Hemşinliler geçtiğimiz yüzyıl dönümünde ekmek parası kazanmak için Rusya gurbetine gittiler. Orada ekmek ve pasta yapmayı öğrendiler. Hem de çok iyi öğrendiler. Bizzat Rusya'da nam salacak İran'da Polonya'da muteber pastaneler açacak kadar. Sonra Hemşinliler fırıncılığı pastacılığı bütün Türkiye'ye taşıdılar. Memleketin hem büyük kentlerinde hem taşrasında pastaneler açtılar; pek çok yerde oranın ilk pastanesiydi bunlar...
Uğur Biryol'un sözlü tarih çalışmasına dayanan kitabı bu uzun mu uzun göç hikâyesinden enstantaneler sunuyor. Rusya'ya ilk gidişte çekilen meşakkatten saltanatlı patronluk günlerine Ekim Devrimi'nden sonra Tahran'a Polonya'ya hatta Nazi kamplarına uzanan gurbet hikâyeleri.. Türkiye'nin ünlü pastanelerinin geçmişi.. Hemşin'in sosyal dönüşümü ve 'terkedilişi'..
Pasta ve fırın ustalarının sanatlarına ve bu sanatta Hemşinlilerin özel yerine dair anlattıkları..

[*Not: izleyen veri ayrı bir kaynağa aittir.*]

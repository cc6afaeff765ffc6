#![deny(missing_docs)]

//! # Key Aliases
//!
//! Documents arrive in one of two key-naming conventions: the wire
//! convention used by the specification (`allOf`, `requestBody`) and the
//! snake_case convention used by programmatic callers (`all_of`,
//! `request_body`). Every recognized field is looked up under both.

use heck::{ToLowerCamelCase, ToSnakeCase};
use serde::{Deserialize, Serialize};
use serde_json::{Map, Value};
use std::borrow::Cow;

/// Which convention encoded output uses.
#[derive(Debug, Clone, Copy, Default, PartialEq, Eq, Serialize, Deserialize)]
#[serde(rename_all = "lowercase")]
pub enum KeyStyle {
    /// `allOf`, `externalDocs`, …
    #[default]
    Wire,
    /// `all_of`, `external_documentation`, …
    Snake,
}

/// A field name in both conventions.
#[derive(Debug, Clone, PartialEq, Eq)]
pub struct KeyAlias {
    wire: Cow<'static, str>,
    snake: Cow<'static, str>,
}

macro_rules! aliases {
    ($($name:ident => $wire:literal, $snake:literal;)*) => {
        $(
            #[doc = concat!("`", $wire, "` / `", $snake, "`")]
            pub const $name: KeyAlias = KeyAlias::fixed($wire, $snake);
        )*
    };
}

impl KeyAlias {
    aliases! {
        TITLE => "title", "title";
        DESCRIPTION => "description", "description";
        TYPE => "type", "type";
        DEFAULT => "default", "default";
        EXAMPLE => "example", "example";
        FORMAT => "format", "format";
        ENUM => "enum", "enum";
        NULLABLE => "nullable", "nullable";
        DEPRECATED => "deprecated", "deprecated";
        READ_ONLY => "readOnly", "read_only";
        WRITE_ONLY => "writeOnly", "write_only";
        EXTERNAL_DOCS => "externalDocs", "external_documentation";
        XML => "xml", "XML";
        DISCRIMINATOR => "discriminator", "discriminator";
        ALL_OF => "allOf", "all_of";
        ANY_OF => "anyOf", "any_of";
        ONE_OF => "oneOf", "one_of";
        NOT => "not", "not";
        MULTIPLE_OF => "multipleOf", "multiple_of";
        MAXIMUM => "maximum", "maximum";
        EXCLUSIVE_MAXIMUM => "exclusiveMaximum", "exclusive_maximum";
        MINIMUM => "minimum", "minimum";
        EXCLUSIVE_MINIMUM => "exclusiveMinimum", "exclusive_minimum";
        MAX_LENGTH => "maxLength", "max_length";
        MIN_LENGTH => "minLength", "min_length";
        PATTERN => "pattern", "pattern";
        MAX_ITEMS => "maxItems", "max_items";
        MIN_ITEMS => "minItems", "min_items";
        UNIQUE_ITEMS => "uniqueItems", "unique_items";
        ITEMS => "items", "items";
        MAX_PROPERTIES => "maxProperties", "max_properties";
        MIN_PROPERTIES => "minProperties", "min_properties";
        REQUIRED => "required", "required";
        PROPERTIES => "properties", "properties";
        ADDITIONAL_PROPERTIES => "additionalProperties", "additional_properties";
        PROPERTY_NAME => "propertyName", "property_name";
        MAPPING => "mapping", "mapping";
        URL => "url", "url";
        NAME => "name", "name";
        NAMESPACE => "namespace", "namespace";
        PREFIX => "prefix", "prefix";
        ATTRIBUTE => "attribute", "attribute";
        WRAPPED => "wrapped", "wrapped";
    }

    /// An alias pair known at compile time.
    pub const fn fixed(wire: &'static str, snake: &'static str) -> Self {
        Self {
            wire: Cow::Borrowed(wire),
            snake: Cow::Borrowed(snake),
        }
    }

    /// Derives the pair from a snake_case name, e.g. `request_body` →
    /// `requestBody`.
    pub fn from_snake(snake: &str) -> Self {
        Self {
            wire: Cow::Owned(snake.to_lower_camel_case()),
            snake: Cow::Owned(snake.to_string()),
        }
    }

    /// Derives the pair from a wire name, e.g. `requestBody` →
    /// `request_body`.
    pub fn from_wire(wire: &str) -> Self {
        Self {
            wire: Cow::Owned(wire.to_string()),
            snake: Cow::Owned(wire.to_snake_case()),
        }
    }

    /// The wire spelling.
    pub fn wire(&self) -> &str {
        &self.wire
    }

    /// The snake_case spelling.
    pub fn snake(&self) -> &str {
        &self.snake
    }

    /// The spelling used for output in `style`.
    pub fn key(&self, style: KeyStyle) -> &str {
        match style {
            KeyStyle::Wire => self.wire(),
            KeyStyle::Snake => self.snake(),
        }
    }

    /// Returns `true` if `key` is either spelling.
    pub fn matches(&self, key: &str) -> bool {
        key == self.wire() || key == self.snake()
    }

    /// Removes the field from `map`, trying the wire spelling first.
    ///
    /// If both spellings are present only the first is taken; the other
    /// stays in the map and ends up with the leftovers.
    pub fn take(&self, map: &mut Map<String, Value>) -> Option<Value> {
        map.shift_remove(self.wire())
            .or_else(|| map.shift_remove(self.snake()))
    }
}

/// Normalizes any key to the wire convention. Keys already in wire form are
/// returned unchanged.
pub fn to_wire(key: &str) -> Cow<'_, str> {
    if let Some(alias) = KeyAlias::lookup(key) {
        return Cow::Owned(alias.wire().to_string());
    }
    if !key.contains('_') {
        return Cow::Borrowed(key);
    }
    Cow::Owned(KeyAlias::from_snake(key).wire().to_string())
}

/// Normalizes any key to the snake_case convention.
pub fn to_snake(key: &str) -> Cow<'_, str> {
    if let Some(alias) = KeyAlias::lookup(key) {
        return Cow::Owned(alias.snake().to_string());
    }
    if !key.chars().any(|c| c.is_ascii_uppercase()) {
        return Cow::Borrowed(key);
    }
    Cow::Owned(KeyAlias::from_wire(key).snake().to_string())
}

/// Spells `key` in `style`.
pub fn restyle(key: &str, style: KeyStyle) -> Cow<'_, str> {
    match style {
        KeyStyle::Wire => to_wire(key),
        KeyStyle::Snake => to_snake(key),
    }
}

impl KeyAlias {
    /// Aliases whose two spellings are not a plain case conversion of each
    /// other, or which the schema object recognizes.
    pub fn known() -> &'static [KeyAlias] {
        const KNOWN: &[KeyAlias] = &[
            KeyAlias::READ_ONLY,
            KeyAlias::WRITE_ONLY,
            KeyAlias::EXTERNAL_DOCS,
            KeyAlias::ALL_OF,
            KeyAlias::ANY_OF,
            KeyAlias::ONE_OF,
            KeyAlias::MULTIPLE_OF,
            KeyAlias::EXCLUSIVE_MAXIMUM,
            KeyAlias::EXCLUSIVE_MINIMUM,
            KeyAlias::MAX_LENGTH,
            KeyAlias::MIN_LENGTH,
            KeyAlias::MAX_ITEMS,
            KeyAlias::MIN_ITEMS,
            KeyAlias::UNIQUE_ITEMS,
            KeyAlias::MAX_PROPERTIES,
            KeyAlias::MIN_PROPERTIES,
            KeyAlias::ADDITIONAL_PROPERTIES,
            KeyAlias::PROPERTY_NAME,
        ];
        KNOWN
    }

    fn lookup(key: &str) -> Option<&'static KeyAlias> {
        Self::known().iter().find(|alias| alias.matches(key))
    }
}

Pek konu edilmese de aslında hepimizin aşinâsı bir 'memleket gerçeği'nden taze poğaça gibi bir tadımlık.
Erhan G.Ersoy'un antropolojik bir bakış açısıyla "Hemşinlilik" üzerine Önsöz'ü ve Hemşinli bir edebiyatçı ve şair olarak Akif Kurtuluş'un Sonsöz'ü kitaba zenginlik katıyor.